◆ Exercise brief:
Please return only the lines from the one holding "let response = self.network.fetch(request.clone()).await?;" through the one holding "count as a miss.", exactly as they appear in the records below, both ends included.

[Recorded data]
◆ ◆ ◆ ◆ ◆

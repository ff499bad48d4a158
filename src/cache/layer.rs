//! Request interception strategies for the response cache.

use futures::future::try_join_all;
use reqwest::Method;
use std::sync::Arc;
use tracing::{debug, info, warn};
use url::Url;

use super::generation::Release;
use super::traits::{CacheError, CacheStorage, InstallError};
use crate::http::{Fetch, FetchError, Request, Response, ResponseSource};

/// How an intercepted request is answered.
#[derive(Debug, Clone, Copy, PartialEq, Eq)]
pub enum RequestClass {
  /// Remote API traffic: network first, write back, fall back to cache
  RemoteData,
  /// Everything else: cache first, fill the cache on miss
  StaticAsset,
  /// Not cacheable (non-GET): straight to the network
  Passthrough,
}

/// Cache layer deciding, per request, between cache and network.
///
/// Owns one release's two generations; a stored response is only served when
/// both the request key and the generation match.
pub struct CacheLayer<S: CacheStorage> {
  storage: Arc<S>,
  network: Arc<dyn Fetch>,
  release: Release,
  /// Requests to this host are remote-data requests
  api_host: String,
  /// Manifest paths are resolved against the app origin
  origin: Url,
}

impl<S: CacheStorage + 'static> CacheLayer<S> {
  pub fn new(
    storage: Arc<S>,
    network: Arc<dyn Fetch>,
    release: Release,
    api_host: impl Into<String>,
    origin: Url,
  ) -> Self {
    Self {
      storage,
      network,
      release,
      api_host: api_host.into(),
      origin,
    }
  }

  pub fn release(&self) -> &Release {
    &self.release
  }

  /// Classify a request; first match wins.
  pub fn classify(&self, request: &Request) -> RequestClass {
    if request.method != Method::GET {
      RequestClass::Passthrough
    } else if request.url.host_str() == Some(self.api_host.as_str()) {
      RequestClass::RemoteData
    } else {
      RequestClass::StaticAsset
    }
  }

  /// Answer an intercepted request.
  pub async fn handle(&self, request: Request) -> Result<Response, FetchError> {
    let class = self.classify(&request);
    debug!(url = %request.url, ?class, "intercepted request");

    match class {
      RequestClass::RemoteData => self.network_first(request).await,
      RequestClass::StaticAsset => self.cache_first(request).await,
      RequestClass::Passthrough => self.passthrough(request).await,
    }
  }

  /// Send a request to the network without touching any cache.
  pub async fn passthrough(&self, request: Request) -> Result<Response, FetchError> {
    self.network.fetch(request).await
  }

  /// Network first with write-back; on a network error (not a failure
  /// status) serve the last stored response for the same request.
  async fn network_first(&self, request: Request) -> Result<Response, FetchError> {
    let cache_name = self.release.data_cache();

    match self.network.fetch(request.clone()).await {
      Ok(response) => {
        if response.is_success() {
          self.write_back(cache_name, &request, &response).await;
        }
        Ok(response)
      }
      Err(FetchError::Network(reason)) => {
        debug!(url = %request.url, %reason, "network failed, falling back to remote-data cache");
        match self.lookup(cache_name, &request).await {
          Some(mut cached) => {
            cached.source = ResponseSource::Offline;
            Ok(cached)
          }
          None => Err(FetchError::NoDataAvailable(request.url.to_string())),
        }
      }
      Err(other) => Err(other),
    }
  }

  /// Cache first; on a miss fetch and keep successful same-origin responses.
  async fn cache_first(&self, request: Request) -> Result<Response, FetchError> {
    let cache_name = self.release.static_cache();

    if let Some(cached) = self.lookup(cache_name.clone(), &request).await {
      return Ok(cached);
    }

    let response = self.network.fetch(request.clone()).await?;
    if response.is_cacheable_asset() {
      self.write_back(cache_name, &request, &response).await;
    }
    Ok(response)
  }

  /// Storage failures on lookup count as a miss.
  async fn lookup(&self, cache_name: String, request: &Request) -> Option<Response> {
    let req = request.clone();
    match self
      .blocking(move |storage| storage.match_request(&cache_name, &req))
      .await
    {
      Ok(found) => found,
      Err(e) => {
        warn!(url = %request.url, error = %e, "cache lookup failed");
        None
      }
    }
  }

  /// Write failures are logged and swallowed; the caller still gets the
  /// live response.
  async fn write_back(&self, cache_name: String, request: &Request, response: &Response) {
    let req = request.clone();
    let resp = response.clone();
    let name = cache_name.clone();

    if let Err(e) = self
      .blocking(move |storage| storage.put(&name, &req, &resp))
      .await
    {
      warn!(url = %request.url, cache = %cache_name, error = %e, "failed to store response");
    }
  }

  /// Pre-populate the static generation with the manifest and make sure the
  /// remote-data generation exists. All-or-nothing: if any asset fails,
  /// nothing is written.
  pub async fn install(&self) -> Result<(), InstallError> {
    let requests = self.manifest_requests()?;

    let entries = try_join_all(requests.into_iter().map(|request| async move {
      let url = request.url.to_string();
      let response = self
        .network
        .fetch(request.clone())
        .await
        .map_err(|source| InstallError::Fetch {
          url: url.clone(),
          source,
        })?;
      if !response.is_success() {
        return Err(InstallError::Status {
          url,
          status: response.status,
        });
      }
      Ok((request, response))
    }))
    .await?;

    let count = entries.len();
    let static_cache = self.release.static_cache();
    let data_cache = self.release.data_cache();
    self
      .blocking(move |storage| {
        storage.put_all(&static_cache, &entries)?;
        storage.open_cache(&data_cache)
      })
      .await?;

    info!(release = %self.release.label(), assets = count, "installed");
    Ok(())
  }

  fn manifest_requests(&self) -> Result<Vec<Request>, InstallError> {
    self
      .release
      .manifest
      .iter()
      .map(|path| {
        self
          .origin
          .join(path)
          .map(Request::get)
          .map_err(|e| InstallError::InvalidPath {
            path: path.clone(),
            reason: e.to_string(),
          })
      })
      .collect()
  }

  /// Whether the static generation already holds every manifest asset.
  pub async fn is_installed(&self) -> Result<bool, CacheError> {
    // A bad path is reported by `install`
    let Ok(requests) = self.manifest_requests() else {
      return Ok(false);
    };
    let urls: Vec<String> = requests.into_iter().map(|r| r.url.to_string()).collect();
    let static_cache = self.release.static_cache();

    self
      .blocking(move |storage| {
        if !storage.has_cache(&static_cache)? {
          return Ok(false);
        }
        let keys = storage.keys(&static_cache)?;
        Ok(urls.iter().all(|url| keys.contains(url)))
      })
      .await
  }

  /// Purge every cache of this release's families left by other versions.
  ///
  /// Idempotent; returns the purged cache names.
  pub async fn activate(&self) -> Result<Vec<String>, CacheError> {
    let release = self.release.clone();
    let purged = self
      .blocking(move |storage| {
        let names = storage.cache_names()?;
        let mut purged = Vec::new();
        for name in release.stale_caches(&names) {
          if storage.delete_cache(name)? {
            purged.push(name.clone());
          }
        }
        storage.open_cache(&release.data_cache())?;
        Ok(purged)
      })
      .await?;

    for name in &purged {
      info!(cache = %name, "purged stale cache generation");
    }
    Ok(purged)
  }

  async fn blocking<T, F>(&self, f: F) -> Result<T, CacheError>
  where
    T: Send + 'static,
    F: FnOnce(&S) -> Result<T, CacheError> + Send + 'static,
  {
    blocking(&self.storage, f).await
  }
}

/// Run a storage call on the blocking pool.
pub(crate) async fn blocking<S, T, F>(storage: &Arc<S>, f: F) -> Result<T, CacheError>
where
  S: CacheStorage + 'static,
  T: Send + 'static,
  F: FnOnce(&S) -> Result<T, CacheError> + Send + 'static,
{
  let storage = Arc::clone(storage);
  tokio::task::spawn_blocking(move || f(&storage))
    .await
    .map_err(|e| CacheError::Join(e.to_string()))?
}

◆ ◆ ◆ ◆ ◆

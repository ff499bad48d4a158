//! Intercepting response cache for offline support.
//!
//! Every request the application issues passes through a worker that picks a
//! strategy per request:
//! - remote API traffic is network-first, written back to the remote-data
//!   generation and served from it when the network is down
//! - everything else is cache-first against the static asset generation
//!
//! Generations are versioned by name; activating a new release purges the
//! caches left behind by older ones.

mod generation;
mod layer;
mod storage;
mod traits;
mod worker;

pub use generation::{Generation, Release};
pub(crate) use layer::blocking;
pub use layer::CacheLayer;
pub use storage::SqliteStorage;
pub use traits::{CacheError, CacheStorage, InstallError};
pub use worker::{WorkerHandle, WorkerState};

◆ ◆ ◆ ◆ ◆

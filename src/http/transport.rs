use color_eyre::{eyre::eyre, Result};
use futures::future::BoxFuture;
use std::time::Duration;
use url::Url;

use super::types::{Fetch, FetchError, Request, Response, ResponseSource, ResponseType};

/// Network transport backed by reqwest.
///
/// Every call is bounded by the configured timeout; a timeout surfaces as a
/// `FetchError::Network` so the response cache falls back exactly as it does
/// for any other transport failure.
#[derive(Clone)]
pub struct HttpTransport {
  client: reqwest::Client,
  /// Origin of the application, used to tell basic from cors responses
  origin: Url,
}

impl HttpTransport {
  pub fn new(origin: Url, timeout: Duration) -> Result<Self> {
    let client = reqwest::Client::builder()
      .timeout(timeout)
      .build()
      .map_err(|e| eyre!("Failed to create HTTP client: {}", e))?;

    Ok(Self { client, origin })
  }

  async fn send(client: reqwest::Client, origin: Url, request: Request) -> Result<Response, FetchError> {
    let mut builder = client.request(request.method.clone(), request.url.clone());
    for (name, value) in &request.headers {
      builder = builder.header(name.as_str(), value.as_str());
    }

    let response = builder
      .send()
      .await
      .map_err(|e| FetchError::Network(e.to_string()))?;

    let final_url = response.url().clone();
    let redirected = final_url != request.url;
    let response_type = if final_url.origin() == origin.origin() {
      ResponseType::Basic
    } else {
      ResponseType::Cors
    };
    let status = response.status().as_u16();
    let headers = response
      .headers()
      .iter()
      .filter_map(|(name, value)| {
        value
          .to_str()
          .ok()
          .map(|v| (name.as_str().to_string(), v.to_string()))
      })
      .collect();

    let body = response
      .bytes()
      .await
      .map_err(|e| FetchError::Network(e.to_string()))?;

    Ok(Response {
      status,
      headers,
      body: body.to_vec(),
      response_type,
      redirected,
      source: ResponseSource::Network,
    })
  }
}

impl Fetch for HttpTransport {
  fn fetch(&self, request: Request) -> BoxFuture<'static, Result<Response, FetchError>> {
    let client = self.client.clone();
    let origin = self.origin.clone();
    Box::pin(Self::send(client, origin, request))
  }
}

◆ ◆ ◆ ◆ ◆

◆ Output of the exercise:
    let response = self.network.fetch(request.clone()).await?;
    if response.is_cacheable_asset() {
      self.write_back(cache_name, &request, &response).await;
    }
    Ok(response)
  }

  /// Storage failures on lookup count as a miss.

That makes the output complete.